Rivera vai à Moncloa dizer a Sánchez que "não vai dar asas a um Governo socialista"

Pablo Iglésias oferece ao líder do PSOE uma negociação "sem ultimatos e sem linhas vermelhas". Os socialistas querem governar sozinhos mas destacam a "boa colaboração com o Podemos".

Depois ter inaugurado ontem a ronda de negociações para o Governo com Pablo Casado, do Partido Popular, Pedro Sánchez reúne-se hoje com Albert Rivera, do Ciudadanos e Pablo Iglésias do Podemos.

Não é de esperar que saia algum tipo de acordo da reunião entre Rivera e Sánchez. O líder do Ciudadanos vetou qualquer pacto com Sánchez ainda durante a campanha eleitoral e a numero dois do partido, Inês Arrimadas, voltou a garantir ontem que não entra nos seus planos "dar asas a um governo de Sánchez, apoiado pelos populistas e pelos nacionalistas".

"Vamos dizer a Sánchez que estaremos na oposição. Com este PSOE de Pedro Sánchez, que sobe os impostos, que pactua com o Podemos, que pactua com os nacionalistas, que nos abandona na Catalunha, vais ser muito complicado", disse Arrimadas.

O partido de Albert Rivera defende que Sánchez já tem pactuado um acordo de Governo com o Podemos e o apoio dos nacionalistas e que só está à espera das eleições municipais e autonómicas do próximo 26 de maio para o revelar. Assim, o Ciudadanos não facilitará a investidura de Sánchez mas, à semelhança do que aconteceu ontem com o PP, estaria disposto a negociar alguns pactos de Estado.

Quanto a Pablo Iglésias, desde que se conheceram os resultados das eleições que o líder do Podemos tem pressionado o PSOE para alcançar um governo de coligação. No entanto, ontem, depois da reunião do conselho estatal do partido, Iglésias suavizou o discurso e disse estar disposto a uma negociação sem condições.

"Devemos convencer o partido socialista para inaugurar juntos uma época de colaboração e confiança que acho que os eleitores progressistas nos estão a pedir. A partir das diferenças, da negociação, do peso que cada um tem, mas acho que em Espanha toca colaborar, toca dialogar, toca sem linhas vermelhas, sem ultimatos, sem arrogância", anunciou Iglésias.

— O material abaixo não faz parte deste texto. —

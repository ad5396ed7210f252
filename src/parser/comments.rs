//! Comment removal ahead of tokenization.

const COMMENT_OPEN: &str = "<!--";
const COMMENT_CLOSE: &str = "-->";

/// Removes every `<!-- ... -->` region from `input`.
///
/// Comments do not nest: the first `-->` after an opening marker closes it,
/// and it may not share characters with that marker. An unterminated comment
/// swallows the rest of the input.
pub fn strip_comments(input: &str) -> String {
    let mut output = String::with_capacity(input.len());
    let mut rest = input;

    while let Some((before, comment)) = rest.split_once(COMMENT_OPEN) {
        output.push_str(before);
        match comment.split_once(COMMENT_CLOSE) {
            Some((_, after)) => rest = after,
            None => return output,
        }
    }

    output.push_str(rest);
    output
}
//! Turns one raw tag string into a [`Tag`] descriptor.

use indexmap::IndexMap;

use super::config::ParserConfig;
use super::token::{OpenTag, Tag, SPECIAL_OPEN};
use crate::error::{ParseError, ParseErrorKind, Result, SyntaxError};
use crate::tree::AttrValue;

/// The fixed entity set decoded in attribute values
const ENTITIES: [(&str, char); 5] = [
    ("&amp;", '&'),
    ("&lt;", '<'),
    ("&gt;", '>'),
    ("&quot;", '"'),
    ("&apos;", '\''),
];

struct TagCursor {
    chars: Vec<char>,
    index: usize,
    /// Exclusive end of the tag body, before the closing `>`
    end: usize,
}

impl TagCursor {
    fn new(raw: &str) -> Self {
        let chars: Vec<char> = raw.chars().collect();
        let end = match chars.last() {
            Some('>') => chars.len() - 1,
            _ => chars.len(),
        };
        Self {
            chars,
            index: 0,
            end,
        }
    }

    fn current(&self) -> Option<char> {
        if self.index < self.end {
            self.chars.get(self.index).copied()
        } else {
            None
        }
    }

    fn advance(&mut self) {
        self.index += 1;
    }

    fn skip_whitespace(&mut self) {
        while self.current().is_some_and(char::is_whitespace) {
            self.advance();
        }
    }

    /// Text from `start` up to the end of the tag body
    fn rest_from(&self, start: usize) -> String {
        self.chars
            .iter()
            .take(self.end)
            .skip(start)
            .collect()
    }

    /// Reads a tag or attribute name: everything up to `=`, whitespace,
    /// `/` or the end of the tag
    fn parse_name(&mut self) -> String {
        self.skip_whitespace();
        let mut name = String::new();
        while let Some(c) = self.current() {
            if c == '=' || c == '/' || c.is_whitespace() {
                break;
            }
            name.push(c);
            self.advance();
        }
        name
    }

    /// Reads `= "value"` after an attribute name. Returns the decoded value
    /// and, when it contained entities, the text as written between quotes.
    fn parse_value(&mut self, name: &str) -> Result<(AttrValue, Option<String>)> {
        let name_end = self.index;
        self.skip_whitespace();
        if self.current() != Some('=') {
            // Whitespace after a bare name belongs to the next gap
            self.index = name_end;
            return Ok((AttrValue::Flag, None));
        }
        self.advance(); // consume '='
        self.skip_whitespace();

        let delimiter = match self.current() {
            Some(c @ ('"' | '\'')) => c,
            Some(c) => {
                return Err(ParseError::new(ParseErrorKind::Syntax(
                    SyntaxError::UnexpectedDelimiter(c),
                ))
                .with_context(format!("Value of attribute `{}` must be quoted", name)))
            }
            None => {
                return Err(ParseError::new(ParseErrorKind::Syntax(
                    SyntaxError::UnexpectedDelimiter('>'),
                ))
                .with_context(format!("Attribute `{}` has no value", name)))
            }
        };
        self.advance();

        let mut value = String::new();
        while let Some(c) = self.current() {
            if c == delimiter {
                self.advance();
                let decoded = decode_entities(&value);
                let source = value.contains('&').then_some(value);
                return Ok((AttrValue::Text(decoded), source));
            }
            value.push(c);
            self.advance();
        }

        Err(ParseError::new(ParseErrorKind::Syntax(
            SyntaxError::UnterminatedValue(name.to_string()),
        )))
    }
}

/// Parses a single raw tag as produced by the lexer
pub fn parse_tag(raw: &str, config: &ParserConfig) -> Result<Tag> {
    if raw.starts_with(SPECIAL_OPEN) {
        return Ok(Tag::Raw(raw.to_string()));
    }

    let mut cursor = TagCursor::new(raw);
    cursor.advance(); // skip '<'

    if cursor.current() == Some('/') {
        cursor.advance();
        return Ok(Tag::Close(cursor.parse_name()));
    }

    let mut name = cursor.parse_name();
    let is_declaration = name.starts_with('?') || name.starts_with('!');
    let mut self_closing = is_declaration;
    let mut closing_decoration = String::new();
    let mut attributes = IndexMap::new();
    let mut sources = IndexMap::new();

    // `<?xml?>` reads the trailing '?' as part of the name
    if name.starts_with('?') && name.len() > 1 && name.ends_with('?') && cursor.current().is_none() {
        name.pop();
        closing_decoration.push('?');
    }

    loop {
        let gap_start = cursor.index;
        cursor.skip_whitespace();

        match cursor.current() {
            None => break,
            Some('/') => {
                self_closing = true;
                closing_decoration = cursor.rest_from(gap_start);
                break;
            }
            Some('?') if name.starts_with('?') && cursor.rest_from(cursor.index) == "?" => {
                closing_decoration = cursor.rest_from(gap_start);
                break;
            }
            Some(_) => {}
        }

        let attribute = cursor.parse_name();
        if attribute.is_empty() {
            break;
        }
        let (value, source) = cursor.parse_value(&attribute)?;
        match source {
            Some(source) => {
                sources.insert(attribute.clone(), source);
            }
            None => {
                sources.shift_remove(&attribute);
            }
        }
        attributes.insert(attribute, value);
        config.validate_attributes(attributes.len())?;
    }

    Ok(Tag::Open(OpenTag {
        name,
        attributes,
        sources,
        self_closing,
        closing_decoration,
    }))
}

/// Decodes the fixed entity set; any other `&` sequence is kept as written
pub fn decode_entities(raw: &str) -> String {
    if !raw.contains('&') {
        return raw.to_string();
    }

    let mut output = String::with_capacity(raw.len());
    let mut rest = raw;
    while let Some(position) = rest.find('&') {
        let (before, tail) = rest.split_at(position);
        output.push_str(before);
        match ENTITIES.iter().find(|(entity, _)| tail.starts_with(entity)) {
            Some((entity, decoded)) => {
                output.push(*decoded);
                rest = tail.get(entity.len()..).unwrap_or_default();
            }
            None => {
                output.push('&');
                rest = tail.get(1..).unwrap_or_default();
            }
        }
    }
    output.push_str(rest);
    output
}

#[cfg(test)]
#[allow(clippy::unwrap_used, clippy::panic, clippy::panic_in_result_fn)]
mod tests {
    use super::*;

    fn open(raw: &str) -> OpenTag {
        match parse_tag(raw, &ParserConfig::default()).unwrap() {
            Tag::Open(tag) => tag,
            other => panic!("Expected open tag, got {:?}", other),
        }
    }

    #[test]
    fn test_parse_special_tag() -> Result<()> {
        let tag = parse_tag("<![CDATA[a=\"b\"]]>", &ParserConfig::default())?;
        assert_eq!(tag, Tag::Raw("<![CDATA[a=\"b\"]]>".to_string()));
        Ok(())
    }

    #[test]
    fn test_parse_closing_tag() -> Result<()> {
        let tag = parse_tag("</territory>", &ParserConfig::default())?;
        assert_eq!(tag, Tag::Close("territory".to_string()));
        Ok(())
    }

    #[test]
    fn test_parse_attributes_in_order() {
        let tag = open("<unit name=\"infantry\" attack='1' defense = \"2\">");
        assert_eq!(tag.name, "unit");
        let names: Vec<&str> = tag.attributes.keys().map(String::as_str).collect();
        assert_eq!(names, vec!["name", "attack", "defense"]);
        assert_eq!(tag.attributes.get("attack"), Some(&AttrValue::from("1")));
        assert!(!tag.self_closing);
    }

    #[test]
    fn test_parse_boolean_attribute() {
        let tag = open("<option disabled value=\"x\">");
        assert_eq!(tag.attributes.get("disabled"), Some(&AttrValue::Flag));
        assert_eq!(tag.attributes.get("value"), Some(&AttrValue::from("x")));
    }

    #[test]
    fn test_parse_self_closing_decoration() {
        let spaced = open("<unit id=\"1\" />");
        assert!(spaced.self_closing);
        assert_eq!(spaced.closing_decoration, " /");

        let tight = open("<br/>");
        assert!(tight.self_closing);
        assert_eq!(tight.closing_decoration, "/");
        assert!(tight.attributes.is_empty());
    }

    #[test]
    fn test_parse_declarations_are_self_closing() {
        let xml = open("<?xml version=\"1.0\" encoding=\"UTF-8\"?>");
        assert_eq!(xml.name, "?xml");
        assert!(xml.self_closing);
        assert_eq!(xml.closing_decoration, "?");
        assert_eq!(xml.attributes.len(), 2);

        let bare = open("<?xml?>");
        assert_eq!(bare.name, "?xml");
        assert_eq!(bare.closing_decoration, "?");

        let doctype = open("<!DOCTYPE game SYSTEM \"game.dtd\">");
        assert_eq!(doctype.name, "!DOCTYPE");
        assert!(doctype.self_closing);
        assert_eq!(doctype.closing_decoration, "");
        assert_eq!(doctype.attributes.get("game"), Some(&AttrValue::Flag));
        assert_eq!(doctype.attributes.get("SYSTEM"), Some(&AttrValue::Flag));
    }

    #[test]
    fn test_parse_unquoted_value_is_error() {
        let err = parse_tag("<unit id=1>", &ParserConfig::default()).unwrap_err();
        assert_eq!(
            err.kind(),
            &ParseErrorKind::Syntax(SyntaxError::UnexpectedDelimiter('1'))
        );
    }

    #[test]
    fn test_parse_missing_value_is_error() {
        let err = parse_tag("<unit id=>", &ParserConfig::default()).unwrap_err();
        assert_eq!(
            err.kind(),
            &ParseErrorKind::Syntax(SyntaxError::UnexpectedDelimiter('>'))
        );
    }

    #[test]
    fn test_parse_unterminated_value_is_error() {
        let err = parse_tag("<unit id=\"1>", &ParserConfig::default()).unwrap_err();
        assert_eq!(
            err.kind(),
            &ParseErrorKind::Syntax(SyntaxError::UnterminatedValue("id".to_string()))
        );
    }

    #[test]
    fn test_duplicate_attribute_later_wins() {
        let tag = open("<unit id=\"1\" kind=\"x\" id=\"2\">");
        assert_eq!(tag.attributes.len(), 2);
        assert_eq!(tag.attributes.get_index(0), Some((&"id".to_string(), &AttrValue::from("2"))));
    }

    #[test]
    fn test_whitespace_is_permissive() {
        let tag = open("<unit\n\tid =\n \"1\"\n/>");
        assert_eq!(tag.attributes.get("id"), Some(&AttrValue::from("1")));
        assert!(tag.self_closing);
        assert_eq!(tag.closing_decoration, "\n/");
    }

    #[test]
    fn test_flag_before_spaced_close() {
        let tag = open("<territory name=\"Quebec\" capital />");
        assert_eq!(tag.attributes.get("capital"), Some(&AttrValue::Flag));
        assert_eq!(tag.closing_decoration, " /");
    }

    #[test]
    fn test_entity_values_keep_source_spelling() {
        let tag = open("<a x=\"it&apos;s\" y=\"plain\" z=\"&amp;#65;\">");
        assert_eq!(tag.attributes.get("x"), Some(&AttrValue::from("it's")));
        assert_eq!(tag.sources.get("x").map(String::as_str), Some("it&apos;s"));
        assert_eq!(tag.sources.get("z").map(String::as_str), Some("&amp;#65;"));
        assert!(!tag.sources.contains_key("y"));

        let duplicate = open("<a x=\"&lt;\" x=\"b\">");
        assert!(duplicate.sources.is_empty());
    }

    #[test]
    fn test_decode_entities() {
        assert_eq!(decode_entities("a &amp; b &lt;c&gt; &quot;d&quot; &apos;"), "a & b <c> \"d\" '");
        assert_eq!(decode_entities("&#10; &unknown; &"), "&#10; &unknown; &");
    }

    #[test]
    fn test_attribute_limit() {
        let config = ParserConfig {
            max_attributes: 2,
            ..ParserConfig::default()
        };
        assert!(parse_tag("<a x=\"1\" y=\"2\">", &config).is_ok());
        assert!(parse_tag("<a x=\"1\" y=\"2\" z=\"3\">", &config).is_err());
    }
}
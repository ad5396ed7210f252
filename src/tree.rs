//! In-memory document tree.
//!
//! Nodes live in a [`Document`] arena and refer to each other through
//! [`NodeId`] handles. Every parent exposes three views of its element
//! children (singleton slots, plural lists and the ordered children list);
//! they may be edited independently between parsing and serializing, and
//! [`Reconciliation`] decides once per node whether it survives.

mod document;
mod node;
mod reconcile;

pub use document::Document;
pub use node::{singular_from_key, AttrValue, Child, Node, NodeId, PLURAL_SENTINEL};
pub use reconcile::Reconciliation;
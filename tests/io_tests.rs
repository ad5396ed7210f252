#![allow(clippy::panic_in_result_fn)]
#![allow(clippy::panic)]
#![allow(clippy::unwrap_used)]
#![allow(clippy::indexing_slicing)]

use tagtree::test_utils::*;

#[test]
fn test_parse_file() -> Result<()> {
    let document = parse_file("tests/input/small.xml")?;
    let territory = document.select(&["game", "map", "territory"]).unwrap();
    assert_eq!(document.node(territory).unwrap().attr("name"), Some("Alpha"));
    Ok(())
}

#[test]
fn test_parse_file_unknown_extension() {
    let path = tmp_file_path("document.txt");
    std::fs::write(&path, "<a/>").unwrap();

    let err = parse_file(path.to_str().unwrap()).unwrap_err();
    assert_eq!(
        err.kind(),
        &ParseErrorKind::Semantic(SemanticError::UnknownFormat)
    );
}

#[test]
fn test_missing_file() {
    let err = read_file("tests/input/does_not_exist.xml").unwrap_err();
    assert!(matches!(
        err.kind(),
        ParseErrorKind::IO(IOError::FileNotFound(path)) if path.ends_with("does_not_exist.xml")
    ));
}

#[test]
fn test_write_and_read_back() -> Result<()> {
    let data = TestData::load()?;
    let document = parse_xml(&data.small_xml)?;
    let output = format_xml(&document)?;

    let path = tmp_file_path("small_out.xml");
    let path = path.to_str().unwrap();
    write_file(path, &output)?;

    assert_eq!(read_file(path)?, data.small_xml);
    let reparsed = parse_file(path)?;
    assert_documents_equal(&document, &reparsed, "written file differs");
    Ok(())
}

#[test]
fn test_write_to_missing_directory() {
    let path = tmp_file_path("missing_dir/out.xml");
    let err = write_file(path.to_str().unwrap(), "<a/>").unwrap_err();
    assert!(matches!(
        err.kind(),
        ParseErrorKind::IO(IOError::WriteError(_))
    ));
    assert!(std::error::Error::source(&err).is_some());
}
//! MCP error types.

use std::time::Duration;

use crate::protocol::JsonRpcError;
use thiserror::Error;

#[derive(Debug, Error)]
pub enum Error {
    #[error("failed to spawn server: {0}")]
    Spawn(#[source] std::io::Error),

    #[error("server pipe error: {0}")]
    Io(#[from] std::io::Error),

    #[error("server exited unexpectedly")]
    ServerExited,

    #[error("timeout after {0:?} waiting for response")]
    Timeout(Duration),

    #[error("invalid JSON: {0}")]
    Json(#[from] serde_json::Error),

    #[error("invalid response: {0}")]
    InvalidResponse(String),

    #[error("JSON-RPC error: {0}")]
    JsonRpc(#[from] JsonRpcError),

    #[error("duplicate tool name in catalog: {0}")]
    DuplicateTool(String),

    #[error("output too large: {size} bytes (max {max})")]
    OutputTooLarge { size: usize, max: usize },

    #[error("server connection is broken by an earlier protocol error")]
    Broken,

    #[error("server has been stopped")]
    Stopped,
}

impl Error {
    /// Whether this error came from launching the process rather than talking to it.
    pub fn is_spawn(&self) -> bool {
        matches!(self, Self::Spawn(_))
    }
}

pub type Result<T> = std::result::Result<T, Error>;
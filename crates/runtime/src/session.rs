//! Session management.

use mcp::ToolOutput;
use tracing::{Instrument, debug, info, info_span, warn};
use uuid::Uuid;

use crate::backend::{ChatRequest, LlmBackend, Message};
use crate::parser::{ToolInvocation, parse_invocations};
use crate::prompt::{results_prompt, system_prompt};
use crate::tools::ToolHost;
use crate::Result;

/// How one requested tool call ended.
#[derive(Debug, Clone, PartialEq, Eq)]
pub enum ToolOutcome {
    /// The tool ran and produced text.
    Output(String),
    /// The tool or its server reported a failure.
    Failed(String),
    /// The model named a tool that is not in the catalog.
    NotFound,
}

/// A tool call made during a turn, as shown to the model.
#[derive(Debug, Clone, PartialEq)]
pub struct ToolRecord {
    pub invocation: ToolInvocation,
    pub outcome: ToolOutcome,
}

impl ToolRecord {
    /// The line that reports this call in the results message.
    pub fn result_line(&self) -> String {
        let name = &self.invocation.name;
        match &self.outcome {
            ToolOutcome::Output(output) => format!("{name}: {output}"),
            ToolOutcome::Failed(message) => format!("Error using {name}: {message}"),
            ToolOutcome::NotFound => format!("Tool {name} not found"),
        }
    }
}

type Observer = Box<dyn FnMut(&ToolRecord) + Send>;

/// A conversation session.
///
/// Each call to [`Session::chat`] is one turn: the model answers, any tool
/// directives in its answer are executed in order, and if there were any the
/// model is asked again with the results.
pub struct Session<B, H> {
    pub id: Uuid,
    backend: B,
    host: H,
    messages: Vec<Message>,
    observer: Option<Observer>,
}

impl<B: LlmBackend, H: ToolHost> Session<B, H> {
    /// Create a new session with the given backend and tool host.
    pub fn new(backend: B, host: H) -> Self {
        let id = Uuid::new_v4();
        info!(session = %id, tools = host.tools().len(), "session started");

        Self {
            id,
            backend,
            host,
            messages: Vec::new(),
            observer: None,
        }
    }

    /// Call `observer` after every tool call, before the model sees the results.
    pub fn with_observer(mut self, observer: impl FnMut(&ToolRecord) + Send + 'static) -> Self {
        self.observer = Some(Box::new(observer));
        self
    }

    /// Conversation so far.
    pub fn history(&self) -> &[Message] {
        &self.messages
    }

    /// The system prompt for the current tool catalog.
    pub fn system_prompt(&self) -> String {
        system_prompt(self.host.tools())
    }

    pub fn host(&self) -> &H {
        &self.host
    }

    pub fn host_mut(&mut self) -> &mut H {
        &mut self.host
    }

    /// Send a user message and get the assistant's final response.
    ///
    /// Tool failures never fail the turn; they are reported to the model.
    /// If the backend fails, the history is restored to what it was before
    /// the call.
    pub async fn chat(&mut self, user_input: &str) -> Result<String> {
        let span = info_span!("turn", session = %self.id, turn = self.messages.len() / 2 + 1);

        let checkpoint = self.messages.len();
        let result = self.turn(user_input).instrument(span).await;
        if result.is_err() {
            self.messages.truncate(checkpoint);
        }
        result
    }

    async fn turn(&mut self, user_input: &str) -> Result<String> {
        self.messages.push(Message::user(user_input));
        let system = self.system_prompt();

        let reply = complete(&self.backend, &system, &self.messages).await?;

        let invocations = parse_invocations(&reply);
        if invocations.is_empty() {
            debug!("no tool directives in reply");
            self.messages.push(Message::assistant(reply.clone()));
            return Ok(reply);
        }

        info!(count = invocations.len(), "executing tool directives");
        let mut lines = Vec::with_capacity(invocations.len());
        for invocation in invocations {
            let outcome = self.execute(&invocation).await;
            let record = ToolRecord { invocation, outcome };
            if let Some(observer) = self.observer.as_mut() {
                observer(&record);
            }
            lines.push(record.result_line());
        }

        let mut followup = self.messages.clone();
        followup.push(Message::assistant(reply));
        followup.push(Message::user(results_prompt(&lines)));

        let answer = complete(&self.backend, &system, &followup).await?;
        self.messages.push(Message::assistant(answer.clone()));
        Ok(answer)
    }

    async fn execute(&mut self, invocation: &ToolInvocation) -> ToolOutcome {
        let name = invocation.name.as_str();
        if !self.host.tools().iter().any(|t| t.name == name) {
            warn!(tool = name, "model requested unknown tool");
            return ToolOutcome::NotFound;
        }

        debug!(tool = name, call = %invocation, "calling tool");
        match self.host.call_tool(name, invocation.arguments_json()).await {
            Ok(ToolOutput::Text(text)) => ToolOutcome::Output(text),
            Ok(ToolOutput::Failure(message)) => {
                warn!(tool = name, "tool failed: {message}");
                ToolOutcome::Failed(message)
            }
            Err(e) => {
                warn!(tool = name, "tool host error: {e}");
                ToolOutcome::Failed(e.to_string())
            }
        }
    }
}

async fn complete<B: LlmBackend>(backend: &B, system: &str, messages: &[Message]) -> Result<String> {
    let response = backend
        .chat(ChatRequest {
            messages,
            system: Some(system),
        })
        .await?;
    Ok(response.content)
}
//! Tiller runtime: conversation loop and LLM backend management.
//!
//! This crate connects a chat model to the tools of an MCP server. The model
//! never sees a structured tool API: it is told about the tools in its
//! system prompt and asks for them in plain text with
//! `USE_TOOL: name(key=value, ...)`.
//!
//! # Overview
//!
//! - **Session**: One conversation. Runs each turn, executes requested tools
//!   and asks the model again with their results.
//! - **LlmBackend**: A trait abstracting chat providers (Ollama, etc.).
//! - **ToolHost**: A trait over anything that can list and call tools,
//!   implemented by [`mcp::Server`].
//!
//! # Example
//!
//! ```no_run
//! use mcp::{Server, ServerConfig};
//! use runtime::{OllamaBackend, Session};
//!
//! # async fn example() -> Result<(), Box<dyn std::error::Error>> {
//! let mut server = Server::start(ServerConfig::new("./mcp-random-server")).await?;
//! server.discover_tools().await?;
//!
//! let backend = OllamaBackend::builder("gemma3:12b").build()?;
//! let mut session = Session::new(backend, &mut server);
//! let response = session.chat("Pick a random number between 1 and 6").await?;
//! println!("{response}");
//!
//! drop(session);
//! server.stop().await?;
//! # Ok(())
//! # }
//! ```

mod backend;
mod error;
pub mod parser;
pub mod prompt;
mod session;
mod tools;

// LLM backend types
pub use backend::{
    ChatRequest, ChatResponse, DEFAULT_OLLAMA_MODEL, DEFAULT_OLLAMA_TIMEOUT, DEFAULT_OLLAMA_URL,
    LlmBackend, Message, OllamaBackend, OllamaBackendBuilder, Role, Usage,
};

// Error types
pub use error::{Error, Result};

// Invocation parsing
pub use parser::{ArgValue, ToolInvocation, parse_invocations};

// Tool hosts
pub use tools::{EmptyToolHost, ToolHost};

// Session management
pub use session::{Session, ToolOutcome, ToolRecord};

Esta é uma posição totalmente diferente da que adotou em 2016, quando exigiu, publicamente a Sánchez, ministérios tão importantes como o da Administração Interna ou o da Defesa. "Quando soubermos o conteúdo das reuniões e a vontade do Governo socialista de negociar um programa de Governo connosco, a nossa disponibilidade é total. Mas, de momento vamos esperar. O PSOE deve liderar as negociações mas não pode caminhar sozinho. As três direitas têm 149 deputados e o PSOE 123. Com os nossos 42 deputados, as forças progressistas sumariam 165", lembrou.

O pacto de governação com o partido de Pablo Iglesias parece estar assim mais perto. Os socialistas adiantaram já vontade de governar sozinhos, mas estenderam a mão ao Podemos. O secretário de organização do partido, José Luis Abalos, lembrou a experiência positiva desta legislatura: "É verdade que tivemos uma experiência muito positiva de colaboração com o Podemos no desenvolvimento de uma agenda social com apoio parlamentar e gostaríamos de revalidar e até incrementar esta colaboração".

De fora desta primeira ronda de contactos ficaram os partidos nacionalistas e independentistas da Catalunha e o Vox. Os socialistas consideram que o partido de extrema-direita "não reúne as condições necessárias para um acordo institucional". Quanto aos independentistas, depois do chumbo do orçamento de Estado que precipitou a convocatória de eleições, a vontade dos socialistas é ter um Governo que não dependa destes partidos.